• _EXERCISE BRIEF_
Please say how many lines in the records below contain the word "displaced". Give only the number.

Collected data
== Segment start ==

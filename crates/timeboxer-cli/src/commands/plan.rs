//! Plan building and calendar reconciliation commands for CLI.

use clap::Subcommand;
use timeboxer_core::conflict::BusyInterval;
use timeboxer_core::engine::build_plan;
use timeboxer_core::storage::{PlanDb, PlannerConfig};
use timeboxer_core::sync::{GoogleCalendarGateway, Recalculator};
use timeboxer_core::task::WorkItemStatus;

#[derive(Subcommand)]
pub enum PlanAction {
    /// Rebuild the plan locally, without touching the calendar provider
    Build {
        /// JSON file with busy intervals ([{"start": ..., "end": ...}])
        #[arg(long)]
        busy_file: Option<std::path::PathBuf>,
    },
    /// Show committed assignments
    Show,
    /// Discard all non-completed assignments
    Clear,
    /// Full reconciliation against the calendar provider
    ///
    /// Reads the access token from GOOGLE_ACCESS_TOKEN.
    Sync,
    /// Detect and repair assignments invalidated by new busy intervals
    Repair,
}

pub fn run(action: PlanAction) -> Result<(), Box<dyn std::error::Error>> {
    let db = PlanDb::open()?;
    let config = PlannerConfig::load_or_default();

    match action {
        PlanAction::Build { busy_file } => {
            let busy: Vec<BusyInterval> = match busy_file {
                Some(path) => serde_json::from_str(&std::fs::read_to_string(path)?)?,
                None => Vec::new(),
            };

            let items = db.list_work_items()?;
            let rules = db.list_rules()?;
            let plan = build_plan(&items, &rules, &busy, chrono::Utc::now(), config.timezone());

            db.delete_non_completed_assignments()?;
            db.insert_assignments(&plan.assignments)?;
            for item in items.iter().filter(|i| i.status != WorkItemStatus::Completed) {
                let scheduled = plan.assignments.iter().any(|a| a.work_item_id == item.id);
                let status = if scheduled {
                    WorkItemStatus::Scheduled
                } else {
                    WorkItemStatus::Pending
                };
                if status != item.status {
                    db.set_work_item_status(&item.id, status)?;
                }
            }

            println!("{}", serde_json::to_string_pretty(&plan)?);
        }
        PlanAction::Show => {
            println!("{}", serde_json::to_string_pretty(&db.list_assignments()?)?);
        }
        PlanAction::Clear => {
            let removed = db.delete_non_completed_assignments()?;
            println!("Assignments discarded: {removed}");
        }
        PlanAction::Sync => {
            let report = tokio::runtime::Runtime::new()?
                .block_on(recalculator(db, &config)?.recalculate(chrono::Utc::now()))?;
            println!("{}", serde_json::to_string_pretty(&report)?);
        }
        PlanAction::Repair => {
            let report = tokio::runtime::Runtime::new()?
                .block_on(recalculator(db, &config)?.repair(chrono::Utc::now()))?;
            println!("{}", serde_json::to_string_pretty(&report)?);
        }
    }
    Ok(())
}

fn recalculator(
    db: PlanDb,
    config: &PlannerConfig,
) -> Result<Recalculator<GoogleCalendarGateway>, Box<dyn std::error::Error>> {
    let token = std::env::var("GOOGLE_ACCESS_TOKEN")
        .map_err(|_| "GOOGLE_ACCESS_TOKEN is not set")?;
    let gateway = GoogleCalendarGateway::new(&token, &config.calendar_id);
    Ok(Recalculator::new(db, gateway, config))
}
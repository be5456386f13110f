//! Conflict detection and targeted reschedule.
//!
//! The incremental recovery path: when a calendar poll discovers new busy
//! intervals between full rebuilds, committed assignments overlapping
//! them are relabeled conflicted and only those get rebuilt, leaving the
//! rest of the plan untouched.

use chrono::{DateTime, FixedOffset, Utc};
use serde::{Deserialize, Serialize};

use crate::availability::AvailabilityRule;
use crate::conflict::{block_conflicting, overlaps, BusyInterval};
use crate::scheduler::{Assignment, AssignmentStatus};
use crate::slots::generate_slots;
use crate::task::{WorkItem, WorkItemStatus};

/// Fresh horizon used when rebuilding conflicted assignments. Wider than
/// a typical remaining plan so a displaced session has somewhere to go.
pub const RESCHEDULE_HORIZON_DAYS: i64 = 30;

/// Relabel every non-completed assignment overlapping a conflict
/// interval as conflicted. Everything else is returned unchanged.
pub fn resolve_conflicts(
    assignments: &[Assignment],
    conflicts: &[BusyInterval],
) -> Vec<Assignment> {
    assignments
        .iter()
        .map(|a| {
            let hit = a.status != AssignmentStatus::Completed
                && conflicts
                    .iter()
                    .any(|c| overlaps(a.start, a.end, c.start, c.end));
            if hit {
                let mut flagged = a.clone();
                flagged.status = AssignmentStatus::Conflicted;
                flagged
            } else {
                a.clone()
            }
        })
        .collect()
}

/// Result of a targeted reschedule.
#[derive(Debug, Clone, Default, Serialize, Deserialize)]
pub struct RescheduleOutcome {
    /// Kept assignments plus replacements, ascending by start.
    pub assignments: Vec<Assignment>,
    /// Conflicted assignments no replacement window could be found for.
    /// They are absent from `assignments`; a full recalculation is the
    /// way to recover their hours.
    pub dropped: Vec<Assignment>,
}

/// First-fit conflicted assignments into a fresh slot horizon.
///
/// Slots already covered by a non-conflicted assignment or by a busy
/// interval are blocked up front with the same half-open overlap test the
/// filter pass uses. Each conflicted assignment, in input order, takes
/// the earliest available slot at least as long as its original
/// duration; the replacement keeps the work item link, name, priority
/// and color, with status reset to scheduled and a fresh id. A
/// conflicted assignment whose owning item is gone or completed is
/// dropped rather than replaced.
pub fn reschedule(
    assignments: &[Assignment],
    items: &[WorkItem],
    rules: &[AvailabilityRule],
    busy: &[BusyInterval],
    now: DateTime<Utc>,
    tz: FixedOffset,
) -> RescheduleOutcome {
    let (conflicted, kept): (Vec<&Assignment>, Vec<&Assignment>) = assignments
        .iter()
        .partition(|a| a.status == AssignmentStatus::Conflicted);

    let mut slots = generate_slots(rules, RESCHEDULE_HORIZON_DAYS, now, tz);

    let occupied: Vec<BusyInterval> = kept
        .iter()
        .map(|a| BusyInterval::new(a.start, a.end))
        .collect();
    block_conflicting(&mut slots, &occupied);
    block_conflicting(&mut slots, busy);

    let mut outcome = RescheduleOutcome {
        assignments: kept.into_iter().cloned().collect(),
        dropped: Vec::new(),
    };

    for original in conflicted {
        let owner_live = items
            .iter()
            .any(|i| i.id == original.work_item_id && i.status != WorkItemStatus::Completed);
        if !owner_live {
            outcome.dropped.push(original.clone());
            continue;
        }

        let fit = slots
            .iter_mut()
            .find(|s| s.available && s.duration_hours + 1e-9 >= original.duration_hours);

        match fit {
            Some(slot) => {
                let end = slot.start
                    + chrono::Duration::seconds((original.duration_hours * 3600.0).round() as i64);
                outcome.assignments.push(Assignment {
                    id: uuid::Uuid::new_v4().to_string(),
                    work_item_id: original.work_item_id.clone(),
                    work_item_name: original.work_item_name.clone(),
                    start: slot.start,
                    end,
                    duration_hours: original.duration_hours,
                    status: AssignmentStatus::Scheduled,
                    priority: original.priority,
                    color: original.color.clone(),
                    remote_event_id: None,
                });
                slot.available = false;
            }
            None => outcome.dropped.push(original.clone()),
        }
    }

    outcome.assignments.sort_by_key(|a| a.start);
    outcome
}
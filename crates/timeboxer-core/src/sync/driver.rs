//! Reconciliation driver around the pure engine.
//!
//! Orchestrates one full recalculation: fetch busy intervals, tear down
//! the previous plan locally and remotely, rerun the engine, persist,
//! and mirror the new assignments to the provider. Remote operations are
//! per-item and independently fallible; local persistence failures are
//! fatal and abort before any remote create is attempted.

use std::sync::Mutex;

use chrono::{DateTime, Duration, FixedOffset, Utc};
use serde::{Deserialize, Serialize};

use crate::engine::{build_plan, plan_horizon_days};
use crate::error::{CoreError, StorageError};
use crate::scheduler::resolver::{reschedule, resolve_conflicts, RESCHEDULE_HORIZON_DAYS};
use crate::scheduler::AssignmentStatus;
use crate::storage::{PlanDb, PlannerConfig};
use crate::sync::gateway::CalendarGateway;
use crate::sync::types::{RecalcReport, RemoteOpCounts};
use crate::task::WorkItemStatus;

/// Report for one incremental repair pass.
#[derive(Debug, Clone, Default, Serialize, Deserialize)]
pub struct RepairReport {
    /// Assignments found overlapping newly discovered busy intervals.
    pub conflicted: usize,
    /// Conflicted assignments that got a replacement window.
    pub rescheduled: usize,
    /// Conflicted assignments dropped for lack of a window. Their hours
    /// come back on the next full recalculation.
    pub dropped: usize,
    pub remote: RemoteOpCounts,
}

/// Drives full and incremental recalculations against storage and a
/// calendar provider.
///
/// The engine itself is pure; this type owns the surrounding sequence
/// and the debounce guard that keeps rapid triggers from racing two
/// rebuilds over the same records.
pub struct Recalculator<G: CalendarGateway> {
    db: PlanDb,
    gateway: G,
    tz: FixedOffset,
    debounce: Duration,
    last_finished: Mutex<Option<DateTime<Utc>>>,
}

impl<G: CalendarGateway> Recalculator<G> {
    pub fn new(db: PlanDb, gateway: G, config: &PlannerConfig) -> Self {
        Self {
            db,
            gateway,
            tz: config.timezone(),
            debounce: Duration::milliseconds(config.recalc_debounce_ms.max(0)),
            last_finished: Mutex::new(None),
        }
    }

    /// Full rebuild: discard all non-completed assignments, refetch busy
    /// intervals, and rerun the whole pipeline from zero.
    ///
    /// # Errors
    /// Fails on debounce, busy-interval fetch failure, or any local
    /// persistence failure. Per-item remote failures are counted in the
    /// report instead.
    pub async fn recalculate(&self, now: DateTime<Utc>) -> Result<RecalcReport, CoreError> {
        self.check_debounce(now)?;

        let items = store(self.db.list_work_items())?;
        let rules = store(self.db.list_rules())?;

        // (a) Busy intervals over the whole slot search window. Without
        // them nothing else is safe to do.
        let horizon_days = plan_horizon_days(&items, &rules);
        let busy = self
            .gateway
            .fetch_busy(now, now + Duration::days(horizon_days))
            .await?;

        let mut remote = RemoteOpCounts::default();

        // (b) Remove provider-side events of the plan being discarded.
        let prior = store(self.db.list_non_completed_assignments())?;
        for assignment in &prior {
            let Some(remote_id) = assignment.remote_event_id.as_deref() else {
                continue;
            };
            match self.gateway.delete_event(remote_id).await {
                Ok(()) => remote.deleted += 1,
                Err(_) => remote.delete_failures += 1,
            }
        }

        // (c) Clear local records. Fatal from here on.
        store(self.db.delete_non_completed_assignments())?;

        // (d) The pure engine pass.
        let plan = build_plan(&items, &rules, &busy, now, self.tz);

        // (e) Persist before any remote create; once this succeeds the
        // local plan is valid even if mirroring partially fails.
        store(self.db.insert_assignments(&plan.assignments))?;
        for item in items.iter().filter(|i| i.status != WorkItemStatus::Completed) {
            let placed = plan.assignments.iter().any(|a| a.work_item_id == item.id);
            let status = if placed {
                WorkItemStatus::Scheduled
            } else {
                WorkItemStatus::Pending
            };
            if status != item.status {
                store(self.db.set_work_item_status(&item.id, status))?;
            }
        }

        // (f) Mirror each new assignment, isolated per item.
        for assignment in &plan.assignments {
            match self.gateway.create_event(assignment).await {
                Ok(remote_id) => {
                    match self.db.set_remote_event_id(&assignment.id, Some(&remote_id)) {
                        Ok(()) => remote.created += 1,
                        Err(_) => remote.create_failures += 1,
                    }
                }
                Err(_) => remote.create_failures += 1,
            }
        }

        *self.last_finished.lock().unwrap() = Some(now);

        Ok(RecalcReport {
            assignments_created: plan.assignments.len(),
            conflicts_avoided: plan.conflicts_avoided,
            unscheduled_items: plan.unscheduled.len(),
            unscheduled_hours: plan.unscheduled.iter().map(|u| u.remaining_hours).sum(),
            remote,
            finished_at: Some(now),
        })
    }

    /// Incremental repair: detect assignments invalidated by newly
    /// discovered busy intervals and rebuild replacements for just
    /// those, leaving the rest of the plan untouched.
    ///
    /// # Errors
    /// Fails on busy-interval fetch failure or local persistence
    /// failure; per-item remote failures are counted.
    pub async fn repair(&self, now: DateTime<Utc>) -> Result<RepairReport, CoreError> {
        let busy = self
            .gateway
            .fetch_busy(now, now + Duration::days(RESCHEDULE_HORIZON_DAYS))
            .await?;

        let assignments = store(self.db.list_assignments())?;
        let resolved = resolve_conflicts(&assignments, &busy);
        let conflicted = resolved
            .iter()
            .filter(|a| a.status == AssignmentStatus::Conflicted)
            .count();
        if conflicted == 0 {
            return Ok(RepairReport::default());
        }

        let items = store(self.db.list_work_items())?;
        let rules = store(self.db.list_rules())?;
        let outcome = reschedule(&resolved, &items, &rules, &busy, now, self.tz);

        let mut remote = RemoteOpCounts::default();

        // The displaced originals' events no longer match reality.
        for original in resolved
            .iter()
            .filter(|a| a.status == AssignmentStatus::Conflicted)
        {
            let Some(remote_id) = original.remote_event_id.as_deref() else {
                continue;
            };
            match self.gateway.delete_event(remote_id).await {
                Ok(()) => remote.deleted += 1,
                Err(_) => remote.delete_failures += 1,
            }
        }

        // Swap the non-completed records for the repaired set.
        store(self.db.delete_non_completed_assignments())?;
        let replacement_rows: Vec<_> = outcome
            .assignments
            .iter()
            .filter(|a| a.status != AssignmentStatus::Completed)
            .cloned()
            .collect();
        store(self.db.insert_assignments(&replacement_rows))?;

        // Only freshly placed windows need a new event.
        for assignment in replacement_rows
            .iter()
            .filter(|a| a.remote_event_id.is_none())
        {
            match self.gateway.create_event(assignment).await {
                Ok(remote_id) => {
                    match self.db.set_remote_event_id(&assignment.id, Some(&remote_id)) {
                        Ok(()) => remote.created += 1,
                        Err(_) => remote.create_failures += 1,
                    }
                }
                Err(_) => remote.create_failures += 1,
            }
        }

        Ok(RepairReport {
            conflicted,
            rescheduled: conflicted - outcome.dropped.len(),
            dropped: outcome.dropped.len(),
            remote,
        })
    }

    /// Direct read access for callers that only present data.
    pub fn db(&self) -> &PlanDb {
        &self.db
    }

    pub fn gateway(&self) -> &G {
        &self.gateway
    }

    fn check_debounce(&self, now: DateTime<Utc>) -> Result<(), CoreError> {
        let last = self.last_finished.lock().unwrap();
        if let Some(finished) = *last {
            let elapsed = now - finished;
            if elapsed < self.debounce {
                return Err(CoreError::Debounced {
                    elapsed_ms: elapsed.num_milliseconds(),
                });
            }
        }
        Ok(())
    }
}

fn store<T>(result: Result<T, rusqlite::Error>) -> Result<T, CoreError> {
    result.map_err(|e| CoreError::Storage(StorageError::from(e)))
}
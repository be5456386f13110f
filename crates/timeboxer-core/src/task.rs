//! Work item types.
//!
//! A work item is a prioritized unit of work with a fixed hour budget that
//! the engine time-boxes into availability windows. Mutating a work item
//! (hours, priority, status) is what triggers a recalculation upstream.

use chrono::{DateTime, Utc};
use serde::{Deserialize, Serialize};

use crate::error::ValidationError;

/// Work item status.
///
/// Valid transitions:
/// - Pending → Scheduled (the engine produced at least one assignment)
/// - Scheduled → Pending (assignments cleared by a recalculation)
/// - Pending | Scheduled → Completed (user action, terminal)
#[derive(Debug, Clone, Copy, Serialize, Deserialize, PartialEq, Eq)]
#[serde(rename_all = "lowercase")]
pub enum WorkItemStatus {
    /// Not yet placed on the calendar
    Pending,
    /// Has at least one committed assignment
    Scheduled,
    /// Finished (terminal); ignored by the scheduler
    Completed,
}

impl Default for WorkItemStatus {
    fn default() -> Self {
        WorkItemStatus::Pending
    }
}

/// A prioritized unit of work with an hour budget.
#[derive(Debug, Clone, Serialize, Deserialize, PartialEq)]
pub struct WorkItem {
    pub id: String,
    pub name: String,
    /// Hour budget still to be placed, as a whole (not per week).
    pub estimated_hours: f64,
    /// 1 = highest. Reordering in the UI rewrites these.
    pub priority: u32,
    pub status: WorkItemStatus,
    pub created_at: DateTime<Utc>,
    pub updated_at: DateTime<Utc>,
}

impl WorkItem {
    /// Create a new pending work item with a fresh id.
    ///
    /// # Errors
    /// Returns a validation error for an empty name, a non-finite or
    /// negative hour budget, or a priority below 1.
    pub fn new(name: &str, estimated_hours: f64, priority: u32) -> Result<Self, ValidationError> {
        validate_hours(name, estimated_hours)?;
        if name.trim().is_empty() {
            return Err(ValidationError::EmptyName { entity: "work item" });
        }
        if priority < 1 {
            return Err(ValidationError::InvalidPriority {
                value: priority as i64,
            });
        }

        let now = Utc::now();
        Ok(Self {
            id: uuid::Uuid::new_v4().to_string(),
            name: name.trim().to_string(),
            estimated_hours,
            priority,
            status: WorkItemStatus::Pending,
            created_at: now,
            updated_at: now,
        })
    }

    /// Whether the scheduler should consider this item at all.
    pub fn is_schedulable(&self) -> bool {
        self.status != WorkItemStatus::Completed && self.estimated_hours > 0.0
    }
}

/// Reject non-finite or negative hour budgets at the boundary.
pub fn validate_hours(name: &str, hours: f64) -> Result<(), ValidationError> {
    if !hours.is_finite() || hours < 0.0 {
        return Err(ValidationError::InvalidHours {
            name: name.to_string(),
            value: hours,
        });
    }
    Ok(())
}

/// Total outstanding hours across schedulable items.
///
/// Used for horizon sizing; completed items contribute nothing.
pub fn outstanding_hours(items: &[WorkItem]) -> f64 {
    items
        .iter()
        .filter(|i| i.is_schedulable())
        .map(|i| i.estimated_hours)
        .sum()
}
//! Types shared across the calendar sync layer.

use chrono::{DateTime, Utc};
use serde::{Deserialize, Serialize};

/// Sync error types.
#[derive(Debug, thiserror::Error)]
pub enum SyncError {
    #[error("Calendar API error: {0}")]
    CalendarApi(String),

    #[error("Network error: {0}")]
    Network(#[from] reqwest::Error),

    #[error("Not authenticated with the calendar provider")]
    AuthenticationRequired,

    #[error("Calendar not found: {0}")]
    CalendarNotFound(String),

    #[error("Malformed provider response: {0}")]
    MalformedResponse(String),
}

/// Counts for the per-item remote operations of one reconciliation.
///
/// Remote failures are isolated per item and tallied here; they never
/// abort the batch and never roll back local state.
#[derive(Debug, Clone, Copy, Default, Serialize, Deserialize, PartialEq, Eq)]
pub struct RemoteOpCounts {
    pub deleted: usize,
    pub delete_failures: usize,
    pub created: usize,
    pub create_failures: usize,
}

/// User-facing report for one full recalculation.
///
/// Counts rather than a single pass/fail: a run with residue or partial
/// remote failures is still a completed run.
#[derive(Debug, Clone, Default, Serialize, Deserialize)]
pub struct RecalcReport {
    pub assignments_created: usize,
    pub conflicts_avoided: usize,
    pub unscheduled_items: usize,
    pub unscheduled_hours: f64,
    pub remote: RemoteOpCounts,
    pub finished_at: Option<DateTime<Utc>>,
}
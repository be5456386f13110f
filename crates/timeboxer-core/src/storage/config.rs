//! TOML-based planner configuration.
//!
//! Stores the knobs the engine itself takes as arguments:
//! - The timezone offset rule clock times are interpreted in
//! - The recalculation debounce interval
//! - Which provider calendar to reconcile against
//!
//! Stored at `~/.config/timeboxer/config.toml`.

use serde::{Deserialize, Serialize};
use std::path::PathBuf;

use super::data_dir;

/// Planner configuration.
///
/// Serialized to/from TOML at `~/.config/timeboxer/config.toml`.
#[derive(Debug, Clone, Serialize, Deserialize, PartialEq)]
pub struct PlannerConfig {
    /// Offset in minutes east of UTC used to interpret rule clock
    /// times. 0 means rules are in UTC.
    #[serde(default)]
    pub timezone_offset_minutes: i32,
    /// Minimum gap between full recalculations, in milliseconds.
    #[serde(default = "default_debounce_ms")]
    pub recalc_debounce_ms: i64,
    /// Provider calendar to fetch busy intervals from and mirror
    /// assignments into.
    #[serde(default = "default_calendar_id")]
    pub calendar_id: String,
}

fn default_debounce_ms() -> i64 {
    1000
}
fn default_calendar_id() -> String {
    "primary".to_string()
}

impl Default for PlannerConfig {
    fn default() -> Self {
        Self {
            timezone_offset_minutes: 0,
            recalc_debounce_ms: default_debounce_ms(),
            calendar_id: default_calendar_id(),
        }
    }
}

impl PlannerConfig {
    fn path() -> Result<PathBuf, Box<dyn std::error::Error>> {
        Ok(data_dir()?.join("config.toml"))
    }

    /// Load from disk.
    ///
    /// # Errors
    /// Returns an error if the file exists but cannot be read or parsed.
    pub fn load() -> Result<Self, Box<dyn std::error::Error>> {
        let path = Self::path()?;
        if !path.exists() {
            return Ok(Self::default());
        }
        let content = std::fs::read_to_string(path)?;
        Ok(toml::from_str(&content)?)
    }

    /// Load from disk, returning default on error.
    pub fn load_or_default() -> Self {
        Self::load().unwrap_or_default()
    }

    /// Persist to disk.
    ///
    /// # Errors
    /// Returns an error if the config cannot be serialized or written.
    pub fn save(&self) -> Result<(), Box<dyn std::error::Error>> {
        let content = toml::to_string_pretty(self)?;
        std::fs::write(Self::path()?, content)?;
        Ok(())
    }

    /// The configured offset as a chrono FixedOffset.
    ///
    /// Falls back to UTC if the stored offset is out of range.
    pub fn timezone(&self) -> chrono::FixedOffset {
        chrono::FixedOffset::east_opt(self.timezone_offset_minutes * 60)
            .unwrap_or_else(|| chrono::FixedOffset::east_opt(0).unwrap())
    }
}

== Segment end ==

• _RESPONSE BOX_
2